Dengan mudah menuduh akidah di luar kelompoknya
sesat, menyalah-nyalahkan syahadatnya, menguji akidahnya. Padahal imam Bukhari
berkata bahwa menguji akidah seseorang itu adalah perkara bid’ah. Saat beliau
dituduh berpaham mu’tazilah yang mengatakan bahwa Al-Qur’an adalah makhluk,
orang-orang Naisabur menguji akidahnya, maka beliau berkata,
القُرْآنُ كَلَامُ اللهِ غَيْرُ مَخْلُوْقٍ وَأَفْعَالُ الْعِبَادِ
مَخْلُوْقَةٌ وَالْإِمْتِحَانُ بِدْعَةٌ
“Al-Qur’an itu kalam Allah bukan makhluk,
perbuatan hamba itu makhluk dan menguji orang dalam aqidahnya adalah bid’ah”. (Lihat Hadyus Sari Muqoddimah Fathul Bari
karya Ibnu Hajar Al-‘Asqolani, hal. 515, Siyar A’lam An-Nubala karya
Ad-Dzahabi, Jilid 12, hal.454).
Menguji akidah orang itu hanya boleh dilakukan
dalam dua hal;
Pertama, kepada orang yang datang dari negeri kafir menuju
negeri muslim untuk diketahui apakah dia adalah mata-mata orang kafir atau
bukan, berdasarkan firman Allah, “Wahai orang-orang beriman apabila datang
kepada kalian perempuan-perempuan beriman yang berhijrah, maka ujilah iman
mereka.” (QS. Al-Mumtahanah : 10).
Kedua, kepada hamba sahaya yang hendak dimerdekakan karena
disyaratkan ia beriman yang dikhawatirkan kekafirannya karena berasal dari
negeri kafir.
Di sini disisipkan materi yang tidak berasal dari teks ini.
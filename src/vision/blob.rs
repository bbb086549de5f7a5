//! Connected-component labelling of match masks
//!
//! Anti-aliased UI text and outlines often touch only diagonally, so the
//! default connectivity is 8-way. Labels are dense: after the minimum-size
//! filter, surviving blobs are renumbered `1..=blob_count` and 0 is background.

use image::Luma;
use imageproc::region_labelling::{connected_components, Connectivity as ImageprocConnectivity};

use super::frame::PixelMask;

/// Neighbourhood used to decide whether two cells belong to the same blob
#[derive(Debug, Clone, Copy, PartialEq, Eq, Default)]
pub enum Connectivity {
    /// Orthogonal neighbours only
    Four,
    /// Orthogonal and diagonal neighbours
    #[default]
    Eight,
}

impl From<Connectivity> for ImageprocConnectivity {
    fn from(conn: Connectivity) -> Self {
        match conn {
            Connectivity::Four => ImageprocConnectivity::Four,
            Connectivity::Eight => ImageprocConnectivity::Eight,
        }
    }
}

/// Per-pixel blob labels (0 = background)
#[derive(Debug, Clone, PartialEq, Eq)]
pub struct LabelMap {
    width: u32,
    height: u32,
    labels: Vec<u32>,
}

impl LabelMap {
    /// Map dimensions
    pub fn dimensions(&self) -> (u32, u32) {
        (self.width, self.height)
    }

    /// Label at (x, y); out-of-bounds reads are background
    pub fn label(&self, x: u32, y: u32) -> u32 {
        if x < self.width && y < self.height {
            self.labels[y as usize * self.width as usize + x as usize]
        } else {
            0
        }
    }

    /// Member pixels of a blob, in row-major order
    pub fn pixels_of(&self, label: u32) -> Vec<(u32, u32)> {
        if label == 0 {
            return Vec::new();
        }
        self.labels
            .iter()
            .enumerate()
            .filter(|(_, &l)| l == label)
            .map(|(i, _)| self.coords(i))
            .collect()
    }

    fn coords(&self, offset: usize) -> (u32, u32) {
        (
            (offset % self.width as usize) as u32,
            (offset / self.width as usize) as u32,
        )
    }
}

/// Summary of one labelled region
#[derive(Debug, Clone, Copy, PartialEq, Eq)]
pub struct Blob {
    /// Label in the [`LabelMap`] (>= 1)
    pub label: u32,
    /// Number of member pixels
    pub pixel_count: usize,
    /// Inclusive bounding box `(min_x, min_y, max_x, max_y)`
    pub bounds: (u32, u32, u32, u32),
}

/// Result of segmenting a mask
#[derive(Debug, Clone)]
pub struct Segmentation {
    pub labels: LabelMap,
    /// Blobs ordered by label; `blobs[i].label == i + 1`
    pub blobs: Vec<Blob>,
}

impl Segmentation {
    /// Number of blobs (the highest label in use)
    pub fn blob_count(&self) -> usize {
        self.blobs.len()
    }

    /// Blob with the given label
    pub fn blob(&self, label: u32) -> Option<&Blob> {
        if label == 0 {
            return None;
        }
        self.blobs.get(label as usize - 1)
    }
}

/// Minimum blob size after downsampling by `factor`.
///
/// Downsampling shrinks a blob's area by roughly `factor²`, so the threshold
/// shrinks with it.
pub fn scaled_min_pixels(base_threshold: usize, factor: u32) -> usize {
    let factor = factor.max(1) as usize;
    base_threshold / (factor * factor)
}

/// Connected-component labeller with a minimum-size filter
#[derive(Debug, Clone, Copy)]
pub struct BlobSegmenter {
    connectivity: Connectivity,
    min_pixels: usize,
}

impl Default for BlobSegmenter {
    fn default() -> Self {
        Self::new()
    }
}

impl BlobSegmenter {
    /// 8-connected segmenter that keeps every blob
    pub fn new() -> Self {
        Self {
            connectivity: Connectivity::Eight,
            min_pixels: 0,
        }
    }

    /// Set the connectivity
    pub fn with_connectivity(mut self, connectivity: Connectivity) -> Self {
        self.connectivity = connectivity;
        self
    }

    /// Discard blobs smaller than `min_pixels`
    pub fn with_min_pixels(mut self, min_pixels: usize) -> Self {
        self.min_pixels = min_pixels;
        self
    }

    /// Label the mask, drop undersized blobs and renumber the rest densely
    pub fn segment(&self, mask: &PixelMask) -> Segmentation {
        let (width, height) = mask.dimensions();
        let raw = connected_components(&mask.to_gray_image(), self.connectivity.into(), Luma([0u8]));

        let raw_labels: Vec<u32> = raw.pixels().map(|p| p[0]).collect();
        let max_label = raw_labels.iter().copied().max().unwrap_or(0) as usize;

        let mut counts = vec![0usize; max_label + 1];
        for &label in &raw_labels {
            counts[label as usize] += 1;
        }

        // old label -> new dense label (0 = dropped)
        let mut remap = vec![0u32; max_label + 1];
        let mut next = 1u32;
        for old in 1..=max_label {
            if counts[old] > 0 && counts[old] >= self.min_pixels {
                remap[old] = next;
                next += 1;
            }
        }

        let kept = (next - 1) as usize;
        let mut blobs: Vec<Blob> = (1..=kept as u32)
            .map(|label| Blob {
                label,
                pixel_count: 0,
                bounds: (u32::MAX, u32::MAX, 0, 0),
            })
            .collect();

        let labels: Vec<u32> = raw_labels
            .iter()
            .enumerate()
            .map(|(i, &old)| {
                let new = remap[old as usize];
                if new > 0 {
                    let x = (i % width as usize) as u32;
                    let y = (i / width as usize) as u32;
                    let blob = &mut blobs[new as usize - 1];
                    blob.pixel_count += 1;
                    blob.bounds.0 = blob.bounds.0.min(x);
                    blob.bounds.1 = blob.bounds.1.min(y);
                    blob.bounds.2 = blob.bounds.2.max(x);
                    blob.bounds.3 = blob.bounds.3.max(y);
                }
                new
            })
            .collect();

        let dropped = max_label - kept;
        if dropped > 0 {
            log::debug!(
                "Dropped {} of {} blobs below {} pixels",
                dropped,
                max_label,
                self.min_pixels
            );
        }

        Segmentation {
            labels: LabelMap {
                width,
                height,
                labels,
            },
            blobs,
        }
    }
}

/// Label a mask with 8-connectivity and no size filter
pub fn segment(mask: &PixelMask) -> Segmentation {
    BlobSegmenter::new().segment(mask)
}

#[cfg(test)]
mod tests {
    use super::*;

    fn fill_rect(mask: &mut PixelMask, x0: u32, y0: u32, w: u32, h: u32) {
        for y in y0..y0 + h {
            for x in x0..x0 + w {
                mask.set(x, y, true);
            }
        }
    }

    #[test]
    fn test_diagonal_pixels_join_under_eight_connectivity() {
        let mut mask = PixelMask::new(4, 4);
        mask.set(1, 1, true);
        mask.set(2, 2, true);

        let eight = BlobSegmenter::new().segment(&mask);
        assert_eq!(eight.blob_count(), 1);

        let four = BlobSegmenter::new()
            .with_connectivity(Connectivity::Four)
            .segment(&mask);
        assert_eq!(four.blob_count(), 2);
    }

    #[test]
    fn test_min_size_filter_relabels_densely() {
        let mut mask = PixelMask::new(60, 60);
        // 5-pixel blob in the top-left corner
        fill_rect(&mut mask, 0, 0, 5, 1);
        // 2000-pixel blob well away from it
        fill_rect(&mut mask, 10, 10, 50, 40);

        let seg = BlobSegmenter::new().with_min_pixels(1000).segment(&mask);
        assert_eq!(seg.blob_count(), 1);

        let blob = seg.blob(1).unwrap();
        assert_eq!(blob.label, 1);
        assert_eq!(blob.pixel_count, 2000);
        assert_eq!(blob.bounds, (10, 10, 59, 49));

        // Small blob went back to background
        assert_eq!(seg.labels.label(0, 0), 0);
        assert_eq!(seg.labels.label(20, 20), 1);
    }

    #[test]
    fn test_labels_have_no_gaps() {
        let mut mask = PixelMask::new(20, 3);
        // Sizes 3, 1, 3, 1, 3 separated by empty columns
        fill_rect(&mut mask, 0, 0, 1, 3);
        mask.set(2, 0, true);
        fill_rect(&mut mask, 4, 0, 1, 3);
        mask.set(6, 0, true);
        fill_rect(&mut mask, 8, 0, 1, 3);

        let seg = BlobSegmenter::new().with_min_pixels(2).segment(&mask);
        assert_eq!(seg.blob_count(), 3);
        for label in 1..=seg.blob_count() as u32 {
            assert_eq!(seg.labels.pixels_of(label).len(), 3);
            assert_eq!(seg.blob(label).unwrap().label, label);
        }
    }

    #[test]
    fn test_empty_mask() {
        let seg = segment(&PixelMask::new(5, 5));
        assert_eq!(seg.blob_count(), 0);
        assert!(seg.blob(1).is_none());
        assert!(seg.labels.pixels_of(0).is_empty());
    }

    #[test]
    fn test_scaled_min_pixels() {
        assert_eq!(scaled_min_pixels(1000, 1), 1000);
        assert_eq!(scaled_min_pixels(1000, 4), 62);
        assert_eq!(scaled_min_pixels(1000, 0), 1000);
    }
}
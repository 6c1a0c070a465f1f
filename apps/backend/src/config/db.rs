use std::fmt;
use std::str::FromStr;

use super::{ProcessEnv, VarSource};
use crate::error::AppError;

pub const DEFAULT_SQLITE_PATH: &str = "restaurant_api.db";

/// Which backing store the server runs on.
#[derive(Debug, Clone, Copy, PartialEq, Eq, Default)]
pub enum DbKind {
    Postgres,
    SqliteFile,
    /// SQLite `:memory:` database, lost on shutdown.
    #[default]
    SqliteMemory,
}

impl DbKind {
    pub const fn as_str(&self) -> &'static str {
        match self {
            DbKind::Postgres => "postgres",
            DbKind::SqliteFile => "sqlite-file",
            DbKind::SqliteMemory => "sqlite-memory",
        }
    }
}

impl fmt::Display for DbKind {
    fn fmt(&self, f: &mut fmt::Formatter<'_>) -> fmt::Result {
        f.write_str(self.as_str())
    }
}

impl FromStr for DbKind {
    type Err = AppError;

    fn from_str(s: &str) -> Result<Self, Self::Err> {
        match s.trim().to_ascii_lowercase().as_str() {
            "postgres" | "postgresql" => Ok(DbKind::Postgres),
            "sqlite-file" | "sqlite" => Ok(DbKind::SqliteFile),
            "sqlite-memory" | "memory" => Ok(DbKind::SqliteMemory),
            other => Err(AppError::config(format!(
                "Unknown RESTAURANT_API_DB value '{other}' (expected postgres, sqlite-file or sqlite-memory)"
            ))),
        }
    }
}

/// Builds the connection URL for `kind` from the process environment.
pub fn db_url(kind: DbKind) -> Result<String, AppError> {
    db_url_from(kind, &ProcessEnv)
}

pub fn db_url_from(kind: DbKind, vars: &dyn VarSource) -> Result<String, AppError> {
    match kind {
        DbKind::Postgres => must_var(vars, "DATABASE_URL"),
        DbKind::SqliteFile => {
            let path = vars
                .var("SQLITE_PATH")
                .unwrap_or_else(|| DEFAULT_SQLITE_PATH.to_string());
            Ok(format!("sqlite://{path}?mode=rwc"))
        }
        DbKind::SqliteMemory => Ok("sqlite::memory:".to_string()),
    }
}

/// Get required variable or return error
pub(crate) fn must_var(vars: &dyn VarSource, name: &str) -> Result<String, AppError> {
    vars.var(name)
        .ok_or_else(|| AppError::config(format!("Required environment variable '{name}' is not set")))
}
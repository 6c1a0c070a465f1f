use tracing::warn;

use crate::logging::pii::Redacted;
use crate::trace_ctx;

/// Log a security-relevant login failure event.
pub fn login_failed(reason: &str, email: &str) {
    let trace_id = trace_ctx::trace_id();

    warn!(
        event = "SECURITY_LOGIN_FAILED",
        %trace_id,
        email = %Redacted(email),
        reason,
        "Authentication failure"
    );
}

/// Log an authenticated user being refused an operation on a resource.
pub fn access_denied(user_id: i32, operation: &str, resource: &str) {
    let trace_id = trace_ctx::trace_id();

    warn!(
        event = "SECURITY_ACCESS_DENIED",
        %trace_id,
        user_id,
        operation,
        resource,
        "Authorization failure"
    );
}
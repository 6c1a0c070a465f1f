//! Unique test data built on ULIDs, so tests sharing a store never collide.

use ulid::Ulid;

/// A unique string in the format `{prefix}-{ulid}`.
///
/// ```
/// use backend_test_support::unique_helpers::unique_str;
///
/// let a = unique_str("restaurant");
/// assert_ne!(a, unique_str("restaurant"));
/// assert!(a.starts_with("restaurant-"));
/// ```
pub fn unique_str(prefix: &str) -> String {
    format!("{}-{}", prefix, Ulid::new())
}

/// A unique, lower-case email address `{prefix}-{ulid}@example.test`.
///
/// ```
/// use backend_test_support::unique_helpers::unique_email;
///
/// let email = unique_email("owner");
/// assert_ne!(email, unique_email("owner"));
/// assert!(email.ends_with("@example.test"));
/// assert_eq!(email, email.to_lowercase());
/// ```
pub fn unique_email(prefix: &str) -> String {
    format!("{}-{}@example.test", prefix, Ulid::new()).to_lowercase()
}

/// A short unique restaurant name that fits the 25 character limit.
pub fn unique_restaurant_name(prefix: &str) -> String {
    let ulid = Ulid::new().to_string();
    let suffix = &ulid[ulid.len() - 8..];
    let prefix: String = prefix.chars().take(16).collect();
    format!("{prefix}-{suffix}")
}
Sebagaimana hadits seorang hamba perempuan (jariyah),
yaitu ada seorang lelaki Anshar yang ingin memerdekakan hamba sahaya
perempuannya, ia berkata, “Wahai Rasulullah, bolehkan aku memerdekakannya? Rasulullah
saw bersabda, “Datangkanlah ia kepadaku”. Maka akupun mendatangkannya
kepada beliau. Lalu ia bertanya kepadanya, “Dimana Allah?” Ia menjawab, “Di
langit”. Beliau bertanya lagi, “Siapa aku?” Ia menjawab, “Engkau
adalah Rasulullah saw.” Beliau bersabda, “Merdekakanlah ia sesungguhnya
ia adalah seorang mu’minah.” (HR. Muslim, hadits no. 537).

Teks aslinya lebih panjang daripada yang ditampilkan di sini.